▸ **INSTRUCTIONS TO FOLLOW**
Look for the word "labels" in the data below, and copy every line that holds it.

MATERIAL FOR THIS EXERCISE START

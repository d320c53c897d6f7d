//! Schema and entity listings fetched from the graph backend.
//!
//! Every map here is keyed by label or relationship type. A missing key
//! means "not fetched yet"; a present key with an empty list means the
//! backend answered and there is nothing under it. Merges are plain keyed
//! assignment, so fetches may land in any order, or twice, and produce the
//! same catalog.

use std::collections::{BTreeMap, HashMap};

use serde::{Deserialize, Serialize};
use serde_json::Value;

use crate::graph_utils::graph::{Node, NodeId, Relationship, Scalar};

/// Answer to `list_schema`.
#[derive(Clone, Debug, Default, PartialEq, Serialize, Deserialize)]
pub struct SchemaListing {
    #[serde(default)]
    pub labels: Vec<String>,
    #[serde(default)]
    pub relationship_types: Vec<String>,
    #[serde(default)]
    pub property_keys: Vec<String>,
}

/// Answer to `entities_for_label`.
#[derive(Clone, Debug, Default, PartialEq, Serialize, Deserialize)]
pub struct LabelEntities {
    pub summaries: Vec<String>,
    pub details: Vec<Value>,
}

/// Answer to `entities_for_type`; summaries are the endpoint labels.
#[derive(Clone, Debug, Default, PartialEq, Serialize, Deserialize)]
pub struct TypeEntities {
    pub summaries: Vec<(String, String)>,
    pub details: Vec<Value>,
}

#[derive(Clone, Debug, Default, PartialEq, Serialize, Deserialize)]
pub struct EntityCatalog {
    #[serde(default)]
    pub labels: Vec<String>,
    #[serde(default)]
    pub relationship_types: Vec<String>,
    #[serde(default)]
    pub property_keys: Vec<String>,
    #[serde(default)]
    pub node_entities: BTreeMap<String, Vec<String>>,
    #[serde(default)]
    pub node_details: BTreeMap<String, Vec<Value>>,
    #[serde(default)]
    pub relationship_entities: BTreeMap<String, Vec<(String, String)>>,
    #[serde(default)]
    pub relationship_details: BTreeMap<String, Vec<Value>>,
}

// Shapes the backend uses for entity details. Unknown fields are ignored.
#[derive(Deserialize)]
struct NodeDetail {
    id: NodeId,
    #[serde(default, alias = "nodeLabel")]
    label: Option<String>,
    #[serde(default)]
    properties: HashMap<String, Scalar>,
}

#[derive(Deserialize)]
struct RelationshipDetail {
    #[serde(rename = "startNode")]
    start_node: NodeId,
    #[serde(rename = "endNode")]
    end_node: NodeId,
    #[serde(default, rename = "type")]
    rel_type: Option<String>,
    #[serde(default)]
    properties: HashMap<String, Scalar>,
}

impl EntityCatalog {
    pub fn new() -> Self {
        Self::default()
    }

    pub fn is_empty(&self) -> bool {
        self.labels.is_empty()
            && self.relationship_types.is_empty()
            && self.property_keys.is_empty()
            && self.node_entities.is_empty()
            && self.relationship_entities.is_empty()
    }

    pub fn apply_schema(&mut self, schema: SchemaListing) {
        self.labels = schema.labels;
        self.relationship_types = schema.relationship_types;
        self.property_keys = schema.property_keys;
    }

    pub fn merge_label_entities(&mut self, label: &str, entities: LabelEntities) {
        self.node_entities.insert(label.to_string(), entities.summaries);
        self.node_details.insert(label.to_string(), entities.details);
    }

    pub fn merge_type_entities(&mut self, rel_type: &str, entities: TypeEntities) {
        self.relationship_entities.insert(rel_type.to_string(), entities.summaries);
        self.relationship_details.insert(rel_type.to_string(), entities.details);
    }

    pub fn is_label_loaded(&self, label: &str) -> bool {
        self.node_entities.contains_key(label)
    }

    pub fn is_type_loaded(&self, rel_type: &str) -> bool {
        self.relationship_entities.contains_key(rel_type)
    }

    pub fn has_label(&self, label: &str) -> bool {
        self.labels.iter().any(|l| l == label)
    }

    pub fn has_type(&self, rel_type: &str) -> bool {
        self.relationship_types.iter().any(|t| t == rel_type)
    }

    /// Node behind the `index`-th entity listed under `label`, if its
    /// detail record is well formed.
    pub fn node_at(&self, label: &str, index: usize) -> Option<Node> {
        let raw = self.node_details.get(label)?.get(index)?;
        let detail: NodeDetail = serde_json::from_value(raw.clone()).ok()?;
        Some(Node {
            id: detail.id,
            label: detail.label.unwrap_or_else(|| label.to_string()),
            properties: detail.properties,
        })
    }

    pub fn relationship_at(&self, rel_type: &str, index: usize) -> Option<Relationship> {
        let raw = self.relationship_details.get(rel_type)?.get(index)?;
        let detail: RelationshipDetail = serde_json::from_value(raw.clone()).ok()?;
        Some(Relationship {
            start_node: detail.start_node,
            end_node: detail.end_node,
            rel_type: detail.rel_type.unwrap_or_else(|| rel_type.to_string()),
            properties: detail.properties,
        })
    }
}
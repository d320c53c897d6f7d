pub mod backend;
pub mod graph_utils;
pub mod gui;
pub mod persistence;
pub mod session;
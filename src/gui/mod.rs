pub mod frontend;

MATERIAL FOR THIS EXERCISE END

▸ **THE COMPLETED TASK**
    pub labels: Vec<String>,
/// Answer to `entities_for_type`; summaries are the endpoint labels.
    pub labels: Vec<String>,
        self.labels.is_empty()
        self.labels = schema.labels;
        self.labels.iter().any(|l| l == label)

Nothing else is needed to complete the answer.